Collected data entries:
====================

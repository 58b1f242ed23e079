//! On-disk cache for event-impact lookups
//!
//! One JSON file per distinct query, named by a digest of the normalized
//! request parameters. Reads fail soft: a missing or corrupt entry is a
//! cache miss. Concurrent writers to the same key race last-write-wins,
//! which is acceptable because entries are idempotent recomputations.

use std::collections::BTreeMap;
use std::path::{Path, PathBuf};

use serde::{Deserialize, Serialize};
use sha2::{Digest, Sha256};
use tracing::{debug, warn};

use crate::types::SourceRef;

/// Cached result of one event-impact query.
#[derive(Debug, Clone, Default, PartialEq, Serialize, Deserialize)]
pub struct CacheEntry {
    pub daily: BTreeMap<String, f64>,
    pub sources: Vec<SourceRef>,
}

#[derive(Serialize)]
struct CacheKeyParams<'a> {
    location: &'a str,
    start: &'a str,
    end: &'a str,
    max_results: usize,
}

/// File-backed cache under a single directory.
pub struct ImpactCache {
    dir: PathBuf,
}

impl ImpactCache {
    pub fn new(dir: impl Into<PathBuf>) -> Self {
        Self { dir: dir.into() }
    }

    /// Deterministic digest of the normalized request parameters.
    pub fn cache_key(location: &str, start: &str, end: &str, max_results: usize) -> String {
        let params = CacheKeyParams {
            location,
            start,
            end,
            max_results,
        };
        let payload = serde_json::to_vec(&params).expect("cache key params serialize");
        hex::encode(Sha256::digest(payload))
    }

    fn entry_path(&self, key: &str) -> PathBuf {
        self.dir.join(format!("{key}.json"))
    }

    pub fn read(&self, key: &str) -> Option<CacheEntry> {
        let path = self.entry_path(key);
        if !path.exists() {
            return None;
        }
        match std::fs::read(&path) {
            Ok(bytes) => match serde_json::from_slice(&bytes) {
                Ok(entry) => {
                    debug!("Impact cache hit: {:?}", path);
                    Some(entry)
                }
                Err(e) => {
                    warn!("Discarding corrupt impact cache entry {:?}: {}", path, e);
                    None
                }
            },
            Err(e) => {
                warn!("Failed to read impact cache entry {:?}: {}", path, e);
                None
            }
        }
    }

    pub fn write(&self, key: &str, entry: &CacheEntry) {
        if let Err(e) = std::fs::create_dir_all(&self.dir) {
            warn!("Failed to create cache dir {:?}: {}", self.dir, e);
            return;
        }
        let path = self.entry_path(key);
        match serde_json::to_vec_pretty(entry) {
            Ok(bytes) => {
                if let Err(e) = std::fs::write(&path, bytes) {
                    warn!("Failed to write impact cache entry {:?}: {}", path, e);
                }
            }
            Err(e) => warn!("Failed to serialize impact cache entry: {}", e),
        }
    }

    pub fn dir(&self) -> &Path {
        &self.dir
    }
}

====================

Work task: Show the lines above that have the word "start".

Completed task:
    start: &'a str,
    pub fn cache_key(location: &str, start: &str, end: &str, max_results: usize) -> String {
            start,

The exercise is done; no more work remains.